_Problem to work on_.
Please copy out the entries below exactly, beginning with the line that contains "filename backend/crates/sf-cli/src/editor/editor_state.rs" and ending with the line that contains "filename backend/crates/sf-cli/src/main.rs", and include nothing outside that span.

_Input data_.
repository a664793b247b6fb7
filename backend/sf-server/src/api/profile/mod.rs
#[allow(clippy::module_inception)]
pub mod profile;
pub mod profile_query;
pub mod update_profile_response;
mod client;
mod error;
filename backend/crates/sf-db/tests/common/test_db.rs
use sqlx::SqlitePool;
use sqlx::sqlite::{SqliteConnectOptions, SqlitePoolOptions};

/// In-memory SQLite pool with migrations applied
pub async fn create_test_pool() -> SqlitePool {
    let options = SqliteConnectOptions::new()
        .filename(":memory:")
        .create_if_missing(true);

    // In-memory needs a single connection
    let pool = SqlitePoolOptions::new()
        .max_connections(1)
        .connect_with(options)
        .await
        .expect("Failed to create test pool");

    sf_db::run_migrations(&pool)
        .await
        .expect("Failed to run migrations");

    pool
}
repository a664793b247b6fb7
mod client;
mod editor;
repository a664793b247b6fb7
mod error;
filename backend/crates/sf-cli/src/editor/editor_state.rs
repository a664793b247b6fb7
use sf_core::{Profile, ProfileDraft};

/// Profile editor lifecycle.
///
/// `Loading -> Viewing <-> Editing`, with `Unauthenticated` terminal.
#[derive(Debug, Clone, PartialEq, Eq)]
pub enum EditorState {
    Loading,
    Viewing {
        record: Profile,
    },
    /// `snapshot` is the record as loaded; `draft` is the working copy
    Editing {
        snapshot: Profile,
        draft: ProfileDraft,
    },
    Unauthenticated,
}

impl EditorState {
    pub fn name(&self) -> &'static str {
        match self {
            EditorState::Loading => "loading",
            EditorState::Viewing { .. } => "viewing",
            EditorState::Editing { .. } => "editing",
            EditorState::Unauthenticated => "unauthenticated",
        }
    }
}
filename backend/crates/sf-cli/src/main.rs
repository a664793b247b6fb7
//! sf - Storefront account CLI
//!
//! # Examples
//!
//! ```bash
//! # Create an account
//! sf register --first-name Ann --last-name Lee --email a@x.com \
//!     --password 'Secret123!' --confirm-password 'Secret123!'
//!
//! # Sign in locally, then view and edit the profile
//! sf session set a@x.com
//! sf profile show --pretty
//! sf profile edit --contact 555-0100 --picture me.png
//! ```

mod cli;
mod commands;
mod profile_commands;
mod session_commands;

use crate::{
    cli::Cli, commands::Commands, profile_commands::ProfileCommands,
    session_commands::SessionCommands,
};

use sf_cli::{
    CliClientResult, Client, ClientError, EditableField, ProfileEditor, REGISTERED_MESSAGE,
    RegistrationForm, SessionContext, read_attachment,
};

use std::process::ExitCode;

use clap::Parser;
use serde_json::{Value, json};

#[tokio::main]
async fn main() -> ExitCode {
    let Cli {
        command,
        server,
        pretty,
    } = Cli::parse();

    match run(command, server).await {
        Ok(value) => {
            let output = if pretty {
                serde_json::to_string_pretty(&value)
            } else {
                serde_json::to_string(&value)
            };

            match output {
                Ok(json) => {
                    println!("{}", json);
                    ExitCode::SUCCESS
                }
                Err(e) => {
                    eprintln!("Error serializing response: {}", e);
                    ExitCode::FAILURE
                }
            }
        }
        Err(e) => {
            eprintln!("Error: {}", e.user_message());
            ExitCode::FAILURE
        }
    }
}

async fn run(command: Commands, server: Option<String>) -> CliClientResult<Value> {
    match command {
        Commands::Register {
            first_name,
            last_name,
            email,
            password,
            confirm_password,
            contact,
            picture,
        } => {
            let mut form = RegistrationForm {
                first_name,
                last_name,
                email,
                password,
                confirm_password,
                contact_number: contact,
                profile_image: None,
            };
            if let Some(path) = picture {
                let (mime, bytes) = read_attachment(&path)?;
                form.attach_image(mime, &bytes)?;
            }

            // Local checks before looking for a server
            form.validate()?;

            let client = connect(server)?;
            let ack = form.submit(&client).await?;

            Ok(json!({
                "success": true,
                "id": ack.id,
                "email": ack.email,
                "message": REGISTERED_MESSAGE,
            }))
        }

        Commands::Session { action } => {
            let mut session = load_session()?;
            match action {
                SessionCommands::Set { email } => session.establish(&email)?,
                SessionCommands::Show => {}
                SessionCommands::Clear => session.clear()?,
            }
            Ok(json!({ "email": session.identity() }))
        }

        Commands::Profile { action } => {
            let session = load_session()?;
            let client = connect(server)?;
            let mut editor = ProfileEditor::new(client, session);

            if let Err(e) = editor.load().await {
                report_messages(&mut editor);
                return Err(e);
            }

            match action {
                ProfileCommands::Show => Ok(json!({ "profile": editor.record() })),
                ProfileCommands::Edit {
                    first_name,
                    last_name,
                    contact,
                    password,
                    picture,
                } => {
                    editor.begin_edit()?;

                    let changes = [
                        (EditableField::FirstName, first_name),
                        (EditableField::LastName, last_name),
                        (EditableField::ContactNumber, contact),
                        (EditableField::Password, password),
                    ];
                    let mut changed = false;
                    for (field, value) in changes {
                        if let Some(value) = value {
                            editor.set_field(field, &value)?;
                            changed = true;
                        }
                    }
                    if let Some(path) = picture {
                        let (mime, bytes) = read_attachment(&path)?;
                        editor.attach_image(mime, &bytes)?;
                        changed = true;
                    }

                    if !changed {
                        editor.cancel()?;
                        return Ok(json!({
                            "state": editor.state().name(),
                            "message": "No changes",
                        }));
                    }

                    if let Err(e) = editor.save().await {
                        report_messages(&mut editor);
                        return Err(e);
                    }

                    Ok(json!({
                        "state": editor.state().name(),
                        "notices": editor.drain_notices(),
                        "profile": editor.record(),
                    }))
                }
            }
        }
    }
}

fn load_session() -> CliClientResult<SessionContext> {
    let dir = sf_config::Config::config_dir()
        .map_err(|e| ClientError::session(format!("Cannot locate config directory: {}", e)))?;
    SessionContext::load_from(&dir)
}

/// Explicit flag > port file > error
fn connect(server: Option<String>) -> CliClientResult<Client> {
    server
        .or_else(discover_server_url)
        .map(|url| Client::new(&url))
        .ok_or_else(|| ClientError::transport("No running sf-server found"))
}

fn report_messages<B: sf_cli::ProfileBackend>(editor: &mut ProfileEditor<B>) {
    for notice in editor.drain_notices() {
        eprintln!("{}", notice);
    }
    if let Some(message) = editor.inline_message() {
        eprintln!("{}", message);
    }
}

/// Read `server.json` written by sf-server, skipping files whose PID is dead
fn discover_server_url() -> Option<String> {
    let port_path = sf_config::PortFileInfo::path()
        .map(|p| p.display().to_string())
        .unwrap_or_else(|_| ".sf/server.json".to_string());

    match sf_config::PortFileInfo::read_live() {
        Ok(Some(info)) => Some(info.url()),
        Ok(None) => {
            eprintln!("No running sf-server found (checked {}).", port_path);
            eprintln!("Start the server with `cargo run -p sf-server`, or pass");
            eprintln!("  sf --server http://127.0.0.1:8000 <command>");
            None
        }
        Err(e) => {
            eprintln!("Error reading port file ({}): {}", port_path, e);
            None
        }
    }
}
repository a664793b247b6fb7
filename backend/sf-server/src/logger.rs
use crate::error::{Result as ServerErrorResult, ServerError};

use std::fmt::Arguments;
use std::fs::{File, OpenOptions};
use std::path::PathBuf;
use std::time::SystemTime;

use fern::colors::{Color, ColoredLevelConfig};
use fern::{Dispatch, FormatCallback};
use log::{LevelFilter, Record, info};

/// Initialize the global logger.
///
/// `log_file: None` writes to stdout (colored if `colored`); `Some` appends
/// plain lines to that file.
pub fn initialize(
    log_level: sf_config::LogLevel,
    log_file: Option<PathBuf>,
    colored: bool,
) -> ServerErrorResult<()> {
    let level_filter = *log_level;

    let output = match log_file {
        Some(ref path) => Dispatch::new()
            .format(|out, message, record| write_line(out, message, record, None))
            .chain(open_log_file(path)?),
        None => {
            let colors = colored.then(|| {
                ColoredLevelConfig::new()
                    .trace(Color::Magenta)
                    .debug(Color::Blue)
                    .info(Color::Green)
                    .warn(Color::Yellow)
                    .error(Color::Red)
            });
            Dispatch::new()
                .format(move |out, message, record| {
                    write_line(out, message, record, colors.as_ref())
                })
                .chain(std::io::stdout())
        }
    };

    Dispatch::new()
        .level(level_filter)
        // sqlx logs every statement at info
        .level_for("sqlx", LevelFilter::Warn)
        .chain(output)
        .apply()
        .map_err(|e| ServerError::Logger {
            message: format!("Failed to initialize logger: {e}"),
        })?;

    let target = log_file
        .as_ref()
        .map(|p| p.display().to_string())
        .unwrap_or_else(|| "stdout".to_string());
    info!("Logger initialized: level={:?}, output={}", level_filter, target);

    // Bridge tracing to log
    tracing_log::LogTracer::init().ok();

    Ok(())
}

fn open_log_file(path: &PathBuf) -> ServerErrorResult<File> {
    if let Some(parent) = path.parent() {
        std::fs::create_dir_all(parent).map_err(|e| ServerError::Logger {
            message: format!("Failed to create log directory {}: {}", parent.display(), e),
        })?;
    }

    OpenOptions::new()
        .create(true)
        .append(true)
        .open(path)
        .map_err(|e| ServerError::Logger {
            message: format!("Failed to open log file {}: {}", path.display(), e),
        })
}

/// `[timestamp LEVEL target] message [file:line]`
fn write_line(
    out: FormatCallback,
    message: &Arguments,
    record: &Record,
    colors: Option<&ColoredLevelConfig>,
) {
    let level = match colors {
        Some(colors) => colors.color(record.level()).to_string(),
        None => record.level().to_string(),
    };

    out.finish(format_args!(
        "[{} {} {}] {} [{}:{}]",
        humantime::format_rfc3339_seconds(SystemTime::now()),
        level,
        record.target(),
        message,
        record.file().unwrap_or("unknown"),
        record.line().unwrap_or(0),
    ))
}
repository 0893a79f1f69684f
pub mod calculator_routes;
==
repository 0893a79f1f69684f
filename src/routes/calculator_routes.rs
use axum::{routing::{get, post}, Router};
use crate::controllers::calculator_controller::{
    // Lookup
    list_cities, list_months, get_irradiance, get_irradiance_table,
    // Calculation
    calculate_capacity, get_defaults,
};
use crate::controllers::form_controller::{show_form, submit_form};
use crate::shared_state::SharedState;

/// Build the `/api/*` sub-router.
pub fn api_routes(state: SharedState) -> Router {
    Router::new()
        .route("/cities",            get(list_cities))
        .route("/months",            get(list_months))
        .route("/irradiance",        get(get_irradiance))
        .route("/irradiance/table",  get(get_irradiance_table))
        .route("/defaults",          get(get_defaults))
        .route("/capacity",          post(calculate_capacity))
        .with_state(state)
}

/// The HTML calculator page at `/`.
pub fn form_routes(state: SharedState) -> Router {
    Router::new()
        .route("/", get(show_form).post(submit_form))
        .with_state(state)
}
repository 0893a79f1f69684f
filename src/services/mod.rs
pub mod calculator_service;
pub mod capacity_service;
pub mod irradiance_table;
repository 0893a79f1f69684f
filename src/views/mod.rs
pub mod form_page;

_Finished task_.
filename backend/crates/sf-cli/src/editor/editor_state.rs
repository a664793b247b6fb7
use sf_core::{Profile, ProfileDraft};

/// Profile editor lifecycle.
///
/// `Loading -> Viewing <-> Editing`, with `Unauthenticated` terminal.
#[derive(Debug, Clone, PartialEq, Eq)]
pub enum EditorState {
    Loading,
    Viewing {
        record: Profile,
    },
    /// `snapshot` is the record as loaded; `draft` is the working copy
    Editing {
        snapshot: Profile,
        draft: ProfileDraft,
    },
    Unauthenticated,
}

impl EditorState {
    pub fn name(&self) -> &'static str {
        match self {
            EditorState::Loading => "loading",
            EditorState::Viewing { .. } => "viewing",
            EditorState::Editing { .. } => "editing",
            EditorState::Unauthenticated => "unauthenticated",
        }
    }
}
filename backend/crates/sf-cli/src/main.rs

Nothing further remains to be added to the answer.